A new study by a group of MIT professors Brett McGuire has revealed the existence of a previously unknown molecule in space. The team’s open-access paper, “First interstellar detection of 2-methoxyethanol using rotation spectrum and ALMA observations of NGC 6334I,” is published in the April 12 issue of The Astrophysical Journal Letters.

To reach this exciting discovery, Zachary T.P. Fried, a graduate student in McGuire’s group and lead author of the paper, sought to piece together a puzzle made up of pieces collected from around the world, going beyond MIT to France, Florida, Virginia and Copenhagen. . .

“Our group is trying to understand what molecules are present in the regions of space where stars and solar systems will eventually form,” explains Fried. “This allows us to connect how chemistry evolves with the process of star and planet formation. We do this by looking at the spin spectra of molecules, the unique light patterns they emit as they bounce around each other in space.”

“These patterns are fingerprints (barcodes) of molecules. To detect new molecules in space, we first need to have an idea of ​​what molecule we want to look for, then we can record its spectrum in a laboratory on Earth, and finally we look for this spectrum in space with telescopes. “

Searching for molecules in space

The McGuire Group recently began using machine learning to suggest good target molecules to look for. In 2023, one of these machine learning models suggested that researchers were targeting a molecule known as 2-methoxyethanol.

“There are several ‘methoxy’ molecules in space, such as dimethyl ether, methoxymethanol, ethyl methyl ether, and methyl formate, but 2-methoxyethanol would be the largest and most complex yet seen,” says Fried.

To detect this molecule through radio telescope observations, the team first had to measure and analyze its spin spectrum on Earth. The researchers combined experiments from the University of Lille (Lille, France), New College of Florida (Sarasota, Florida), and the McGuire Laboratory at MIT to measure this spectrum in the broadband frequency region, from microwaves to submillimeter frequencies. wave modes (approximately 8 to 500 gigahertz).

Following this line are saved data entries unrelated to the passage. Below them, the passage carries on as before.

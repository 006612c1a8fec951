//! Durable key-value string storage
//!
//! LocalStorage on the web, an in-memory map everywhere else.

use std::collections::HashMap;

use thiserror::Error;

/// Why a write did not stick
#[derive(Debug, Clone, PartialEq, Eq, Error)]
pub enum StorageError {
    /// No backing store (private browsing, storage disabled)
    #[error("storage unavailable")]
    Unavailable,
    /// The store refused the write (quota, security error)
    #[error("storage rejected write: {0}")]
    Rejected(String),
}

/// A string-keyed durable store
pub trait KeyValueStore {
    /// Read a value; missing keys and read failures are both `None`
    fn get(&self, key: &str) -> Option<String>;
    /// Write a value
    fn set(&mut self, key: &str, value: &str) -> Result<(), StorageError>;
}

/// In-memory store (native runs and tests)
#[derive(Debug, Clone, Default)]
pub struct MemoryStore {
    entries: HashMap<String, String>,
}

impl MemoryStore {
    pub fn new() -> Self {
        Self::default()
    }

    pub fn with_entry(key: &str, value: &str) -> Self {
        let mut store = Self::new();
        store.entries.insert(key.to_string(), value.to_string());
        store
    }
}

impl KeyValueStore for MemoryStore {
    fn get(&self, key: &str) -> Option<String> {
        self.entries.get(key).cloned()
    }

    fn set(&mut self, key: &str, value: &str) -> Result<(), StorageError> {
        self.entries.insert(key.to_string(), value.to_string());
        Ok(())
    }
}

impl<S: KeyValueStore + ?Sized> KeyValueStore for &mut S {
    fn get(&self, key: &str) -> Option<String> {
        (**self).get(key)
    }

    fn set(&mut self, key: &str, value: &str) -> Result<(), StorageError> {
        (**self).set(key, value)
    }
}

/// Browser LocalStorage (scoped to the page origin)
#[cfg(target_arch = "wasm32")]
pub struct LocalStorage {
    storage: Option<web_sys::Storage>,
}

#[cfg(target_arch = "wasm32")]
impl LocalStorage {
    pub fn new() -> Self {
        let storage = web_sys::window()
            .and_then(|w| w.local_storage().ok())
            .flatten();
        if storage.is_none() {
            log::warn!("LocalStorage unavailable, scores will not persist");
        }
        Self { storage }
    }
}

#[cfg(target_arch = "wasm32")]
impl Default for LocalStorage {
    fn default() -> Self {
        Self::new()
    }
}

#[cfg(target_arch = "wasm32")]
impl KeyValueStore for LocalStorage {
    fn get(&self, key: &str) -> Option<String> {
        self.storage.as_ref()?.get_item(key).ok().flatten()
    }

    fn set(&mut self, key: &str, value: &str) -> Result<(), StorageError> {
        let storage = self.storage.as_ref().ok_or(StorageError::Unavailable)?;
        storage
            .set_item(key, value)
            .map_err(|e| StorageError::Rejected(format!("{:?}", e)))
    }
}

#[cfg(test)]
mod tests {
    use super::*;

    #[test]
    fn test_memory_store_roundtrip() {
        let mut store = MemoryStore::new();
        assert_eq!(store.get("k"), None);
        store.set("k", "v").unwrap();
        assert_eq!(store.get("k").as_deref(), Some("v"));
    }

    #[test]
    fn test_store_through_mut_ref() {
        fn write(mut store: impl KeyValueStore) {
            store.set("best", "12").unwrap();
        }

        let mut store = MemoryStore::new();
        write(&mut store);
        assert_eq!(store.get("best").as_deref(), Some("12"));
    }

    #[test]
    fn test_error_display() {
        assert_eq!(StorageError::Unavailable.to_string(), "storage unavailable");
        assert!(StorageError::Rejected("quota".into()).to_string().contains("quota"));
    }
}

Data from these measurements allowed the search for the molecule using Atacama Large Millimeter/submillimeter Array (ALMA) observations in two separate star-forming regions: NGC 6334I and IRAS 16293-2422B. Members of McGuire’s team analyzed these telescope observations with researchers from the National Radio Astronomy Observatory (Charlottesville, Virginia) and the University of Copenhagen, Denmark.

“Ultimately, we observed 25 rotating lines of 2-methoxyethanol that aligned with the observed molecular signal in the direction of NGC 6334I (barcode match), enabling reliable detection of 2-methoxyethanol in this source,” says Fried. “This allowed us to obtain the physical parameters of the molecule before NGC 6334I, such as its distribution and excitation temperature. It also made it possible to investigate possible pathways of chemical formation from known interstellar progenitors.”

Look ahead

Such molecular discoveries help researchers better understand the evolution of molecular complexity in space during the star formation process. Containing 13 atoms, 2-Methoxyethanol is quite large by interstellar standards – as of 2021, only six species larger than 13 atoms have been identified outside the Solar System, most by McGuire’s group, and all exist as ring structures. .

“Continuous observation of large molecules and subsequent determination of their contents allows us to deepen our knowledge of how efficiently large molecules can be created and by what specific reactions they can occur,” says Fried.

“Moreover, because we detected this molecule in NGC 6334I but not in IRAS 16293-2422B, we have a unique opportunity to study how the different physical conditions of these two sources may affect the chemistry that may occur.”